Two Charged in Panama Papers Investigations in the US Used the British Virgin Islands in their Scheme

NEW YORK, United States, Friday December 7, 2018 – Four people have been charged in an indictment unsealed this week in the United States, with wire fraud, tax fraud, money laundering and other offences in connection with the so-called Panama Papers scandal.

And two of them – Ramses Owens and Dirk Brauer –, according to the US Justice Department, used the British Virgin Islands in their scheme.

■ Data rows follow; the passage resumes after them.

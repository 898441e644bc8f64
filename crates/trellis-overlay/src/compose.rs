//! The compose operation: base + optional overlay → composite.

use std::collections::HashSet;

use trellis_graph::Graph;

use crate::{ComposeError, CompositeGraph};

/// Compose a base graph with an optional suggestion overlay.
///
/// Neither input is mutated; the composite is freshly built on every
/// call. With no overlay the result is the base graph with every element
/// tagged `Base`. With an overlay, every overlay id must be absent from
/// the base and every overlay edge must resolve within the union,
/// otherwise the whole overlay is rejected and the caller keeps whatever
/// composite it had before.
pub fn compose(base: &Graph, suggestion: Option<&Graph>) -> Result<CompositeGraph, ComposeError> {
    let mut composite = CompositeGraph::from_base(base);

    let Some(overlay) = suggestion else {
        return Ok(composite);
    };

    let base_nodes: HashSet<_> = base.nodes.iter().map(|n| &n.id).collect();
    let base_edges: HashSet<_> = base.edges.iter().map(|e| &e.id).collect();
    let overlay_nodes: HashSet<_> = overlay.nodes.iter().map(|n| &n.id).collect();

    for node in &overlay.nodes {
        if base_nodes.contains(&node.id) {
            return Err(ComposeError::IdentifierCollision {
                id: node.id.to_string(),
            });
        }
    }
    for edge in &overlay.edges {
        if base_edges.contains(&edge.id) {
            return Err(ComposeError::IdentifierCollision {
                id: edge.id.to_string(),
            });
        }
        for endpoint in [&edge.source, &edge.target] {
            if !base_nodes.contains(endpoint) && !overlay_nodes.contains(endpoint) {
                return Err(ComposeError::DanglingOverlayEdge {
                    edge: edge.id.clone(),
                    endpoint: endpoint.clone(),
                });
            }
        }
    }

    composite.push_overlay(overlay);
    Ok(composite)
}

Owens, 50, a Panamanian citizen; Brauer, 54, a German citizen; Richard Gaffey, 74, an American; and Harald Joachim Von Der Goltz, an 81-year-old German, have all been charged for their alleged roles in the decades-long criminal scheme perpetrated by Mossack Fonseca & Co., a Panamanian-based global law firm, and related entities.

According to the indictment, from at least in or about 2000 through in or about 2017, Owens and Brauer conspired with others to help US taxpayer clients of Mossack Fonseca conceal assets and investments, and the income generated by those assets and investments, from the IRS through fraudulent, deceitful, and dishonest means. To conceal their clients’ assets and income from the IRS, They allegedly worked to establish and manage opaque offshore trusts and undeclared bank accounts on behalf of US taxpayers who were clients of Mossack Fonseca.

It is alleged that Owens and Brauer marketed, created, and serviced sham foundations and shell companies formed under the laws of countries such as Panama, Hong Kong, and the British Virgin Islands, to conceal from the Internal Revenue Service (IRS) and others the ownership by US taxpayers of accounts established at overseas banks, as well as the income generated in those accounts.

As structured by Mossack Fonseca, the sham foundations typically “owned” the shell companies that nominally held the undeclared assets on behalf of the US taxpayer clients of Mossack Fonseca. The names of Mossack Fonseca’s clients generally did not appear anywhere on the incorporation paperwork for the sham foundations or related shell companies, although the clients in fact beneficially owned, and had complete access to, the assets of those sham entities and accounts.

In furtherance of the scheme, and in exchange for additional fees, Owens and Brauer allegedly provided support to clients who had purchased the sham foundations and related shell companies by providing corporate meeting minutes, resolutions, mail forwarding, and signature services. Moreover, they are alleged to have purposefully established the bank accounts in locations with strict bank secrecy laws, which impeded the ability of the United States to obtain bank records for the accounts.

Owens and Brauer also allegedly instructed US taxpayer clients of Mossack Fonseca about how to repatriate funds to the United States from their offshore bank accounts in a manner designed to keep the undeclared bank accounts concealed. Among other things, they instructed clients to use debit cards and fictitious sales to repatriate their funds covertly, the indictment alleges.